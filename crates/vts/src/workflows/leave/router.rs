use std::sync::Arc;

use axum::{
    body::Bytes,
    extract::{Path, State},
    http::{HeaderMap, StatusCode},
    response::{IntoResponse, Response},
    routing::{get, post},
    Json, Router,
};
use chrono::Utc;
use serde::Deserialize;
use serde_json::json;

use super::domain::{EmployeeId, LeaveDraft, RequestContext, RequestId};
use super::lifecycle::TransitionAction;
use super::repository::{LeaveStore, NoticePublisher, RepositoryError};
use super::restrictions::RestrictionDraft;
use super::service::{LeaveService, LeaveServiceError};

/// Header naming the acting employee; authentication happens upstream.
pub const ACTOR_HEADER: &str = "x-actor-id";

/// Router builder exposing the leave service over HTTP.
pub fn leave_router<S, N>(service: Arc<LeaveService<S, N>>) -> Router
where
    S: LeaveStore + 'static,
    N: NoticePublisher + 'static,
{
    Router::new()
        .route("/api/v1/leave/requests", post(submit_handler::<S, N>))
        .route(
            "/api/v1/leave/requests/:request_id",
            get(get_handler::<S, N>).put(edit_handler::<S, N>),
        )
        .route(
            "/api/v1/leave/requests/:request_id/:action",
            post(transition_handler::<S, N>),
        )
        .route("/api/v1/leave/dashboard", get(dashboard_handler::<S, N>))
        .route("/api/v1/leave/balances", get(balances_handler::<S, N>))
        .route(
            "/api/v1/leave/restrictions",
            get(list_restrictions_handler::<S, N>).post(create_restriction_handler::<S, N>),
        )
        .with_state(service)
}

#[derive(Debug, Default, Deserialize)]
pub(crate) struct TransitionBody {
    #[serde(default)]
    pub(crate) explanation: Option<String>,
}

type Service<S, N> = Arc<LeaveService<S, N>>;

pub(crate) async fn submit_handler<S, N>(
    State(service): State<Service<S, N>>,
    headers: HeaderMap,
    Json(draft): Json<LeaveDraft>,
) -> Response
where
    S: LeaveStore + 'static,
    N: NoticePublisher + 'static,
{
    let ctx = match request_context(&headers) {
        Ok(ctx) => ctx,
        Err(response) => return response,
    };
    match service.submit(draft, &ctx) {
        Ok(request) => (StatusCode::CREATED, Json(request)).into_response(),
        Err(err) => error_response(err),
    }
}

pub(crate) async fn get_handler<S, N>(
    State(service): State<Service<S, N>>,
    headers: HeaderMap,
    Path(request_id): Path<String>,
) -> Response
where
    S: LeaveStore + 'static,
    N: NoticePublisher + 'static,
{
    let ctx = match request_context(&headers) {
        Ok(ctx) => ctx,
        Err(response) => return response,
    };
    match service.get(&RequestId(request_id), &ctx) {
        Ok(request) => (StatusCode::OK, Json(request)).into_response(),
        Err(err) => error_response(err),
    }
}

pub(crate) async fn edit_handler<S, N>(
    State(service): State<Service<S, N>>,
    headers: HeaderMap,
    Path(request_id): Path<String>,
    Json(draft): Json<LeaveDraft>,
) -> Response
where
    S: LeaveStore + 'static,
    N: NoticePublisher + 'static,
{
    let ctx = match request_context(&headers) {
        Ok(ctx) => ctx,
        Err(response) => return response,
    };
    match service.edit(&RequestId(request_id), draft, &ctx) {
        Ok(request) => (StatusCode::OK, Json(request)).into_response(),
        Err(err) => error_response(err),
    }
}

pub(crate) async fn transition_handler<S, N>(
    State(service): State<Service<S, N>>,
    headers: HeaderMap,
    Path((request_id, action)): Path<(String, String)>,
    body: Bytes,
) -> Response
where
    S: LeaveStore + 'static,
    N: NoticePublisher + 'static,
{
    let ctx = match request_context(&headers) {
        Ok(ctx) => ctx,
        Err(response) => return response,
    };
    let action: TransitionAction = match action.parse() {
        Ok(action) => action,
        Err(err) => return json_error(StatusCode::NOT_FOUND, err.to_string()),
    };
    let body: TransitionBody = if body.is_empty() {
        TransitionBody::default()
    } else {
        match serde_json::from_slice(&body) {
            Ok(body) => body,
            Err(err) => return json_error(StatusCode::BAD_REQUEST, err.to_string()),
        }
    };

    match service.transition(&RequestId(request_id), action, &ctx, body.explanation) {
        Ok(request) => (StatusCode::OK, Json(request)).into_response(),
        Err(err) => error_response(err),
    }
}

pub(crate) async fn dashboard_handler<S, N>(
    State(service): State<Service<S, N>>,
    headers: HeaderMap,
) -> Response
where
    S: LeaveStore + 'static,
    N: NoticePublisher + 'static,
{
    let ctx = match request_context(&headers) {
        Ok(ctx) => ctx,
        Err(response) => return response,
    };
    match service.dashboard(&ctx) {
        Ok(dashboard) => (StatusCode::OK, Json(dashboard)).into_response(),
        Err(err) => error_response(err),
    }
}

pub(crate) async fn balances_handler<S, N>(
    State(service): State<Service<S, N>>,
    headers: HeaderMap,
) -> Response
where
    S: LeaveStore + 'static,
    N: NoticePublisher + 'static,
{
    let ctx = match request_context(&headers) {
        Ok(ctx) => ctx,
        Err(response) => return response,
    };
    match service.balances(&ctx) {
        Ok(balances) => (StatusCode::OK, Json(balances)).into_response(),
        Err(err) => error_response(err),
    }
}

pub(crate) async fn list_restrictions_handler<S, N>(
    State(service): State<Service<S, N>>,
    headers: HeaderMap,
) -> Response
where
    S: LeaveStore + 'static,
    N: NoticePublisher + 'static,
{
    let ctx = match request_context(&headers) {
        Ok(ctx) => ctx,
        Err(response) => return response,
    };
    match service.list_restrictions(&ctx) {
        Ok(restrictions) => (StatusCode::OK, Json(restrictions)).into_response(),
        Err(err) => error_response(err),
    }
}

pub(crate) async fn create_restriction_handler<S, N>(
    State(service): State<Service<S, N>>,
    headers: HeaderMap,
    Json(draft): Json<RestrictionDraft>,
) -> Response
where
    S: LeaveStore + 'static,
    N: NoticePublisher + 'static,
{
    let ctx = match request_context(&headers) {
        Ok(ctx) => ctx,
        Err(response) => return response,
    };
    match service.create_restriction(draft, &ctx) {
        Ok(restriction) => (StatusCode::CREATED, Json(restriction)).into_response(),
        Err(err) => error_response(err),
    }
}

fn request_context(headers: &HeaderMap) -> Result<RequestContext, Response> {
    let actor = headers
        .get(ACTOR_HEADER)
        .and_then(|value| value.to_str().ok())
        .map(str::trim)
        .filter(|value| !value.is_empty())
        .ok_or_else(|| {
            json_error(
                StatusCode::UNAUTHORIZED,
                format!("missing {ACTOR_HEADER} header"),
            )
        })?;
    Ok(RequestContext::new(EmployeeId::new(actor), Utc::now()))
}

fn json_error(status: StatusCode, message: String) -> Response {
    (status, Json(json!({ "error": message }))).into_response()
}

pub(crate) fn error_response(err: LeaveServiceError) -> Response {
    let status = match &err {
        LeaveServiceError::Validation(result) => {
            let payload = json!({
                "error": "request failed validation",
                "errors": result.messages(),
            });
            return (StatusCode::UNPROCESSABLE_ENTITY, Json(payload)).into_response();
        }
        LeaveServiceError::InsufficientBalance { .. } => StatusCode::CONFLICT,
        LeaveServiceError::NoGrantConfigured { .. } | LeaveServiceError::Configuration(_) => {
            StatusCode::BAD_REQUEST
        }
        LeaveServiceError::Permission(_) => StatusCode::FORBIDDEN,
        LeaveServiceError::InvalidTransition(_) | LeaveServiceError::NotEditable(_) => {
            StatusCode::CONFLICT
        }
        LeaveServiceError::MissingExplanation(_) => StatusCode::UNPROCESSABLE_ENTITY,
        LeaveServiceError::UnknownEmployee(_) => StatusCode::UNAUTHORIZED,
        LeaveServiceError::NotFound(_) | LeaveServiceError::Repository(RepositoryError::NotFound) => {
            StatusCode::NOT_FOUND
        }
        LeaveServiceError::Repository(RepositoryError::Conflict) => StatusCode::CONFLICT,
        LeaveServiceError::Repository(_) => StatusCode::INTERNAL_SERVER_ERROR,
    };
    json_error(status, err.to_string())
}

******************************

Print, please, the lines above from the very first through the one that holds "Router::new()", both included, word for word and with nothing else.

filename crates/vts/src/workflows/leave/router.rs
use std::sync::Arc;

use axum::{
    body::Bytes,
    extract::{Path, State},
    http::{HeaderMap, StatusCode},
    response::{IntoResponse, Response},
    routing::{get, post},
    Json, Router,
};
use chrono::Utc;
use serde::Deserialize;
use serde_json::json;

use super::domain::{EmployeeId, LeaveDraft, RequestContext, RequestId};
use super::lifecycle::TransitionAction;
use super::repository::{LeaveStore, NoticePublisher, RepositoryError};
use super::restrictions::RestrictionDraft;
use super::service::{LeaveService, LeaveServiceError};

/// Header naming the acting employee; authentication happens upstream.
pub const ACTOR_HEADER: &str = "x-actor-id";

/// Router builder exposing the leave service over HTTP.
pub fn leave_router<S, N>(service: Arc<LeaveService<S, N>>) -> Router
where
    S: LeaveStore + 'static,
    N: NoticePublisher + 'static,
{
    Router::new()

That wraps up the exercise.